Litchfield and Eastlake restructuring:

     On January 16, 2006, the Company announced a plan to move prototyping and high volume manufacturing from its Litchfield, Minnesota facilities to its Lamphun, Thailand facilities. On September 25, 2006, the Company expanded the previously announced Litchfield restructuring to close the entire Litchfield facility and move the remaining development efforts to its Thailand facilities. The plan announced in September 2006 was to accelerate the end of life production for FSA flexible circuits in Litchfield and discontinue use of that facility by the end of April 2007. The plan also included acceleration of production end-of-life at the Eastlake, Ohio laminate material manufacturing facility. In June 2006, as part of the plan, the Company divested its low-volume etched metal product line also located at the Litchfield facilities. In addition to closing the Litchfield and Eastlake facilities, the Company continues to selectively reduce its indirect labor and general and administrative expenses at both its U.S. and Thailand locations. The restructuring was triggered by the Company’s need to reduce its cost structure in order to compete effectively and as a result of its lower than expected level of revenue.

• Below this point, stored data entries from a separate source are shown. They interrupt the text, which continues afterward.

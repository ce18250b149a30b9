//! Ordered `[section]` / `key=value` text format used to persist bindings.
//!
//! # File format
//!
//! ```text
//! [F1]
//! actionId=1
//! minPressInterval=300
//! paramsCount=1
//! param_0=70
//! ```
//!
//! - A line starting with `[` opens a section; the name is the text between
//!   the brackets, trimmed.
//! - Inside a section, a line containing `=` is a record.  It is split on the
//!   *first* `=` and both sides are trimmed, so `key = a=b` becomes key `key`,
//!   value `a=b`.  An empty value (`key=`) is legal.
//! - Every other line (blank, no `=`, or before the first header) is ignored.
//! - There is no escaping, no comments, and no nesting.
//!
//! Section order and record order are preserved, so a load-then-save cycle
//! reproduces an already-trimmed file byte for byte.

mod section;
mod store;

pub use section::{ConfigRecord, ConfigSection};
pub use store::ConfigStore;

use thiserror::Error;

/// Error type for config store operations.
#[derive(Debug, Error)]
pub enum ConfigError {
    /// A section or record with the same name/key is already present.
    #[error("{0} already exists")]
    AlreadyExists(String),

    /// The requested section or record does not exist.
    #[error("{0} not found")]
    NotFound(String),

    /// Reading or writing the backing file failed.
    #[error("config persistence failed: {0}")]
    PersistenceFailure(#[from] std::io::Error),
}
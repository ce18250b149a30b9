//! The ordered collection of sections plus text/file round-tripping.

use std::io::{Read, Write};
use std::path::Path;

use tracing::debug;

use super::{ConfigError, ConfigRecord, ConfigSection};

/// An ordered list of uniquely named sections.
#[derive(Debug, Clone, Default, PartialEq, Eq)]
pub struct ConfigStore {
    sections: Vec<ConfigSection>,
}

impl ConfigStore {
    pub fn new() -> Self {
        Self::default()
    }

    /// Sections in store order.
    pub fn sections(&self) -> &[ConfigSection] {
        &self.sections
    }

    pub fn len(&self) -> usize {
        self.sections.len()
    }

    pub fn is_empty(&self) -> bool {
        self.sections.is_empty()
    }

    /// Appends a new section.
    ///
    /// # Errors
    ///
    /// Returns [`ConfigError::AlreadyExists`] if a section with the same name
    /// is already present.
    pub fn add_section(&mut self, section: ConfigSection) -> Result<(), ConfigError> {
        if self.position(section.name()).is_some() {
            return Err(ConfigError::AlreadyExists(format!(
                "section [{}]",
                section.name()
            )));
        }
        self.sections.push(section);
        Ok(())
    }

    /// Replaces the section with the same name, keeping its position, or
    /// appends it when no such section exists.
    pub fn update_section(&mut self, section: ConfigSection) {
        match self.position(section.name()) {
            Some(index) => self.sections[index] = section,
            None => self.sections.push(section),
        }
    }

    /// Looks up a section by name.
    ///
    /// # Errors
    ///
    /// Returns [`ConfigError::NotFound`] if no section has this name.
    pub fn get_by_name(&self, name: &str) -> Result<&ConfigSection, ConfigError> {
        self.sections
            .iter()
            .find(|s| s.name() == name)
            .ok_or_else(|| ConfigError::NotFound(format!("section [{name}]")))
    }

    fn position(&self, name: &str) -> Option<usize> {
        self.sections.iter().position(|s| s.name() == name)
    }

    /// Parses the bindings text format.
    ///
    /// A body line belongs to the most recent header; lines before the first
    /// header are ignored.  A trailing `\r` on any line is dropped so files
    /// saved with CRLF endings load the same as LF files.
    ///
    /// # Errors
    ///
    /// Returns [`ConfigError::AlreadyExists`] if the text repeats a section
    /// name, or repeats a key inside one section.
    pub fn parse(text: &str) -> Result<Self, ConfigError> {
        let mut store = Self::new();
        let mut current: Option<ConfigSection> = None;

        for raw_line in text.split('\n') {
            let line = raw_line.strip_suffix('\r').unwrap_or(raw_line);

            if let Some(header) = line.strip_prefix('[') {
                if let Some(done) = current.take() {
                    store.add_section(done)?;
                }
                current = Some(ConfigSection::new(section_name(header)));
                continue;
            }

            let Some(section) = current.as_mut() else {
                continue;
            };
            if let Some(record) = ConfigRecord::parse_line(line) {
                section.add_record(record)?;
            }
        }

        if let Some(done) = current {
            store.add_section(done)?;
        }
        Ok(store)
    }

    /// Renders the store as `[name]\n` followed by `key=value\n` per record.
    pub fn serialize(&self) -> String {
        let mut out = String::new();
        for section in &self.sections {
            section.write_to(&mut out);
        }
        out
    }

    /// Reads and parses a whole store from `reader`.
    ///
    /// # Errors
    ///
    /// [`ConfigError::PersistenceFailure`] if reading fails (including
    /// non-UTF-8 content), or a parse error as for [`ConfigStore::parse`].
    pub fn load_from<R: Read>(mut reader: R) -> Result<Self, ConfigError> {
        let mut text = String::new();
        reader.read_to_string(&mut text)?;
        Self::parse(&text)
    }

    /// Writes the serialized store to `writer` and flushes it.
    ///
    /// # Errors
    ///
    /// [`ConfigError::PersistenceFailure`] if writing fails.
    pub fn save_to<W: Write>(&self, mut writer: W) -> Result<(), ConfigError> {
        writer.write_all(self.serialize().as_bytes())?;
        writer.flush()?;
        Ok(())
    }

    /// Loads a store from the file at `path`.
    ///
    /// # Errors
    ///
    /// As for [`ConfigStore::load_from`]; a missing file is a
    /// [`ConfigError::PersistenceFailure`] with kind `NotFound`.
    pub fn load_from_file(path: &Path) -> Result<Self, ConfigError> {
        let file = std::fs::File::open(path)?;
        let store = Self::load_from(std::io::BufReader::new(file))?;
        debug!("loaded {} config sections from {}", store.len(), path.display());
        Ok(store)
    }

    /// Overwrites the file at `path` with the serialized store.
    ///
    /// # Errors
    ///
    /// [`ConfigError::PersistenceFailure`] if the file cannot be written.
    pub fn save_to_file(&self, path: &Path) -> Result<(), ConfigError> {
        let file = std::fs::File::create(path)?;
        self.save_to(std::io::BufWriter::new(file))?;
        debug!("saved {} config sections to {}", self.len(), path.display());
        Ok(())
    }
}

/// Extracts the section name from the text following the opening `[`.
fn section_name(header: &str) -> &str {
    let header = header.trim_end();
    header.strip_suffix(']').unwrap_or(header).trim()
}

// ── Tests ─────────────────────────────────────────────────────────────────────

#[cfg(test)]
mod tests {
    use super::*;

    const F1_TEXT: &str = "[F1]\nactionId=1\nminPressInterval=300\nparamsCount=1\nparam_0=70\n";

    fn section(name: &str, records: &[(&str, &str)]) -> ConfigSection {
        let mut s = ConfigSection::new(name);
        for (k, v) in records {
            s.set(*k, *v);
        }
        s
    }

    // ── parse ─────────────────────────────────────────────────────────────────

    #[test]
    fn test_parse_single_section_keeps_record_order() {
        // Act
        let store = ConfigStore::parse(F1_TEXT).unwrap();

        // Assert
        assert_eq!(store.len(), 1);
        let f1 = store.get_by_name("F1").unwrap();
        let keys: Vec<_> = f1.records().iter().map(|r| r.key.as_str()).collect();
        assert_eq!(keys, ["actionId", "minPressInterval", "paramsCount", "param_0"]);
        assert_eq!(f1.value("param_0"), Some("70"));
    }

    #[test]
    fn test_parse_ignores_lines_before_first_header_and_without_equals() {
        let text = "orphan=1\n\n[A]\nnot a record\n\nx = 1 \n[B]\n";

        let store = ConfigStore::parse(text).unwrap();

        assert_eq!(store.len(), 2);
        assert_eq!(store.sections()[0].records(), &[ConfigRecord::new("x", "1")]);
        assert!(store.sections()[1].records().is_empty());
    }

    #[test]
    fn test_parse_trims_section_name() {
        let store = ConfigStore::parse("[  0xFF30CF ]\nk=v\n").unwrap();
        assert!(store.get_by_name("0xFF30CF").is_ok());
    }

    #[test]
    fn test_parse_handles_crlf_line_endings() {
        let store = ConfigStore::parse("[F1]\r\nactionId=1\r\n").unwrap();
        assert_eq!(store.get_by_name("F1").unwrap().value("actionId"), Some("1"));
    }

    #[test]
    fn test_parse_duplicate_section_is_rejected() {
        let result = ConfigStore::parse("[A]\nx=1\n[A]\ny=2\n");
        assert!(matches!(result, Err(ConfigError::AlreadyExists(_))));
    }

    #[test]
    fn test_parse_duplicate_key_in_section_is_rejected() {
        let result = ConfigStore::parse("[A]\nx=1\nx=2\n");
        assert!(matches!(result, Err(ConfigError::AlreadyExists(_))));
    }

    #[test]
    fn test_parse_empty_text_yields_empty_store() {
        assert!(ConfigStore::parse("").unwrap().is_empty());
    }

    // ── serialize ─────────────────────────────────────────────────────────────

    #[test]
    fn test_serialize_reproduces_trimmed_input() {
        let text = "[F1]\nactionId=1\nminPressInterval=300\n[0x20DF]\nactionId=3\nlabel=\n";

        let store = ConfigStore::parse(text).unwrap();

        assert_eq!(store.serialize(), text);
    }

    #[test]
    fn test_serialize_normalises_untrimmed_input_once() {
        let store = ConfigStore::parse("[ A ]\n  k  =  v  \n").unwrap();
        let once = store.serialize();

        assert_eq!(once, "[A]\nk=v\n");
        assert_eq!(ConfigStore::parse(&once).unwrap().serialize(), once);
    }

    // ── add / update / get ────────────────────────────────────────────────────

    #[test]
    fn test_add_section_rejects_duplicate_name() {
        let mut store = ConfigStore::new();
        store.add_section(ConfigSection::new("A")).unwrap();

        let result = store.add_section(ConfigSection::new("A"));

        assert!(matches!(result, Err(ConfigError::AlreadyExists(_))));
        assert_eq!(store.len(), 1);
    }

    #[test]
    fn test_update_section_replaces_in_place() {
        // Arrange
        let mut store = ConfigStore::new();
        store.add_section(section("A", &[("x", "1")])).unwrap();
        store.add_section(section("B", &[("y", "2")])).unwrap();

        // Act
        store.update_section(section("A", &[("z", "3")]));

        // Assert – position preserved, contents replaced wholesale
        assert_eq!(store.sections()[0].name(), "A");
        assert_eq!(store.sections()[0].records(), &[ConfigRecord::new("z", "3")]);
        assert_eq!(store.sections()[1].name(), "B");
    }

    #[test]
    fn test_update_section_appends_when_absent() {
        let mut store = ConfigStore::new();
        store.update_section(section("A", &[]));
        store.update_section(section("B", &[]));

        let names: Vec<_> = store.sections().iter().map(|s| s.name()).collect();
        assert_eq!(names, ["A", "B"]);
    }

    #[test]
    fn test_get_by_name_missing_returns_not_found() {
        let store = ConfigStore::new();
        assert!(matches!(store.get_by_name("A"), Err(ConfigError::NotFound(_))));
    }

    // ── load / save ───────────────────────────────────────────────────────────

    #[test]
    fn test_save_to_writer_then_load_from_reader_round_trips() {
        let store = ConfigStore::parse(F1_TEXT).unwrap();
        let mut buf = Vec::new();

        store.save_to(&mut buf).unwrap();
        let loaded = ConfigStore::load_from(buf.as_slice()).unwrap();

        assert_eq!(loaded, store);
    }

    #[test]
    fn test_load_from_non_utf8_is_persistence_failure() {
        let bytes: &[u8] = &[b'[', 0xFF, 0xFE, b']'];
        let result = ConfigStore::load_from(bytes);
        assert!(matches!(result, Err(ConfigError::PersistenceFailure(_))));
    }

    #[test]
    fn test_load_from_missing_file_is_persistence_failure() {
        let dir = tempfile::tempdir().unwrap();
        let result = ConfigStore::load_from_file(&dir.path().join("absent.ini"));
        match result {
            Err(ConfigError::PersistenceFailure(e)) => {
                assert_eq!(e.kind(), std::io::ErrorKind::NotFound)
            }
            other => panic!("expected persistence failure, got {other:?}"),
        }
    }

    #[test]
    fn test_save_to_file_and_load_from_file_round_trip() {
        // Arrange
        let dir = tempfile::tempdir().unwrap();
        let path = dir.path().join("bindings.ini");
        let store = ConfigStore::parse(F1_TEXT).unwrap();

        // Act
        store.save_to_file(&path).unwrap();
        let loaded = ConfigStore::load_from_file(&path).unwrap();

        // Assert
        assert_eq!(std::fs::read_to_string(&path).unwrap(), F1_TEXT);
        assert_eq!(loaded, store);
    }
}
//! The learn flow behind the `attach key` command.
//!
//! ```text
//! capture code ──► suppress auto-repeat ──► capture again ──► equal? ──no──► failure tone, retry
//!                                                               │
//!                                                              yes
//!                                                               ▼
//!                     configure action ──► add to store ──► save file ──► success tone
//! ```
//!
//! The suppression window after the first capture keeps the remote's
//! auto-repeat of a still-held button from confirming itself; the user has to
//! release and press again.

use std::sync::{PoisonError, RwLock};
use std::time::Duration;

use irbridge_core::{BindingError, BindingStore, BoundAction, KeyNameResolver, Melody};
use thiserror::Error;
use tracing::{info, warn};

use super::configure_binding::{configure_binding, Prompter};
use crate::infrastructure::serial::{DeviceLink, LinkError};
use crate::infrastructure::storage::{BindingsFile, StorageError};

/// Error type for the learn flow.
#[derive(Debug, Error)]
pub enum LearnError {
    #[error("receiver link: {0}")]
    Link(#[from] LinkError),

    #[error(transparent)]
    Binding(#[from] BindingError),

    #[error("binding is active but could not be saved: {0}")]
    Storage(#[from] StorageError),

    /// The user left a prompt blank.
    #[error("binding setup cancelled")]
    Cancelled,

    /// Every attempt captured two different codes.
    #[error("the two presses did not match in {attempts} attempt(s)")]
    CodesDisagree { attempts: u32 },
}

/// Capture and tone capabilities the learn flow needs from the receiver.
#[cfg_attr(test, mockall::automock)]
pub trait CaptureSource: Send + Sync {
    /// Captures the next button code, waiting at most `timeout`.
    fn capture_next(&self, timeout: Duration) -> Result<String, LinkError>;

    /// Ignores every frame for `window` from now.
    fn suppress_for(&self, window: Duration);

    fn play(&self, melody: &Melody) -> Result<(), LinkError>;
}

impl CaptureSource for DeviceLink {
    fn capture_next(&self, timeout: Duration) -> Result<String, LinkError> {
        self.enter_capture_mode();
        self.wait_for_capture(timeout)
    }

    fn suppress_for(&self, window: Duration) {
        DeviceLink::suppress_for(self, window);
    }

    fn play(&self, melody: &Melody) -> Result<(), LinkError> {
        self.send_melody(melody)
    }
}

/// Timing and retry limits for [`learn_binding`].
#[derive(Debug, Clone, Copy, PartialEq, Eq)]
pub struct LearnOptions {
    pub capture_timeout: Duration,
    pub confirm_suppression: Duration,
    /// Capture-and-confirm rounds before giving up; `0` is treated as `1`.
    pub max_attempts: u32,
}

impl Default for LearnOptions {
    fn default() -> Self {
        Self {
            capture_timeout: Duration::from_secs(30),
            confirm_suppression: Duration::from_millis(500),
            max_attempts: 3,
        }
    }
}

/// Runs the learn flow once and returns the saved binding.
///
/// An existing binding for the same code is replaced.  If saving fails the
/// new binding stays active for this run and [`LearnError::Storage`] is
/// returned.
///
/// # Errors
///
/// See [`LearnError`].  Capture timeouts and a closed link surface as
/// [`LearnError::Link`].
pub fn learn_binding(
    source: &dyn CaptureSource,
    prompter: &mut dyn Prompter,
    keys: &dyn KeyNameResolver,
    bindings: &RwLock<BindingStore>,
    file: &mut BindingsFile,
    options: &LearnOptions,
) -> Result<BoundAction, LearnError> {
    let code = capture_confirmed(source, prompter, options)?;

    if let Some(existing) = bindings
        .read()
        .unwrap_or_else(PoisonError::into_inner)
        .find_by_code(&code)
    {
        prompter.say(&format!(
            "Button {code} is already bound to {}; it will be replaced.",
            existing.action().describe(keys)
        ));
    }

    let binding = match configure_binding(&code, prompter, keys) {
        Ok(binding) => binding,
        Err(BindingError::ConstructionCancelled) => return Err(LearnError::Cancelled),
        Err(e) => {
            play_or_warn(source, &Melody::failure());
            return Err(e.into());
        }
    };

    bindings
        .write()
        .unwrap_or_else(PoisonError::into_inner)
        .add(binding.clone());
    info!(code = %code, action = %binding.action(), "binding added");

    if let Err(e) = file.record(&binding) {
        play_or_warn(source, &Melody::failure());
        return Err(e.into());
    }

    play_or_warn(source, &Melody::success());
    prompter.say(&format!("Saved: {code} -> {}", binding.action().describe(keys)));
    Ok(binding)
}

fn capture_confirmed(
    source: &dyn CaptureSource,
    prompter: &mut dyn Prompter,
    options: &LearnOptions,
) -> Result<String, LearnError> {
    let attempts = options.max_attempts.max(1);
    for attempt in 1..=attempts {
        prompter.say("Press the button on the remote...");
        let first = source.capture_next(options.capture_timeout)?;

        prompter.say(&format!("Got {first}. Press the same button again to confirm..."));
        source.suppress_for(options.confirm_suppression);
        let second = source.capture_next(options.capture_timeout)?;

        if first == second {
            return Ok(first);
        }
        warn!(attempt, first = %first, second = %second, "confirmation press did not match");
        play_or_warn(source, &Melody::failure());
        prompter.say(&format!("The codes differ ({first} / {second}). Let's try again."));
    }
    Err(LearnError::CodesDisagree { attempts })
}

fn play_or_warn(source: &dyn CaptureSource, melody: &Melody) {
    if let Err(e) = source.play(melody) {
        warn!(error = %e, "failed to play feedback tone");
    }
}

// ── Tests ─────────────────────────────────────────────────────────────────────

     Asset impairment charges related to the expanded restructuring plan of $8.1 million and $2.0 million were recorded in the first and fourth quarters, respectively, of fiscal 2006 for a total of $10.1 million. The assets that were impaired include the Litchfield facilities and related equipment. The fair value of these assets was determined using appraised values. The fair value of the Litchfield facility impairment was determined from an independent appraisal performed by Ruhland Commercial Consultants, Ltd. The fair value of the equipment located at the facilities was determined from appraisals performed by Asset Reliance International, LLC. Assets that were not transferred to Lamphun, Thailand were sold or disposed. A $900,000 loss on the sale of assets was recorded during the fiscal 2007 third quarter as the remaining assets were sold.

     Manufacturing operations were completed in the Eastlake facility in February 2007 and decommission of the facility is expected to be complete by the end of December 2007. Manufacturing operations in the Litchfield facilities were completed during April 2007 and decommission of the facilities was completed by the end of the fiscal 2007 third quarter. A purchase agreement has been signed to sell the Litchfield facilities for $2.4 million. The sale is expected to close after the buyer arranges financing. Efforts are being made to sublease the Eastlake facility in fiscal 2008.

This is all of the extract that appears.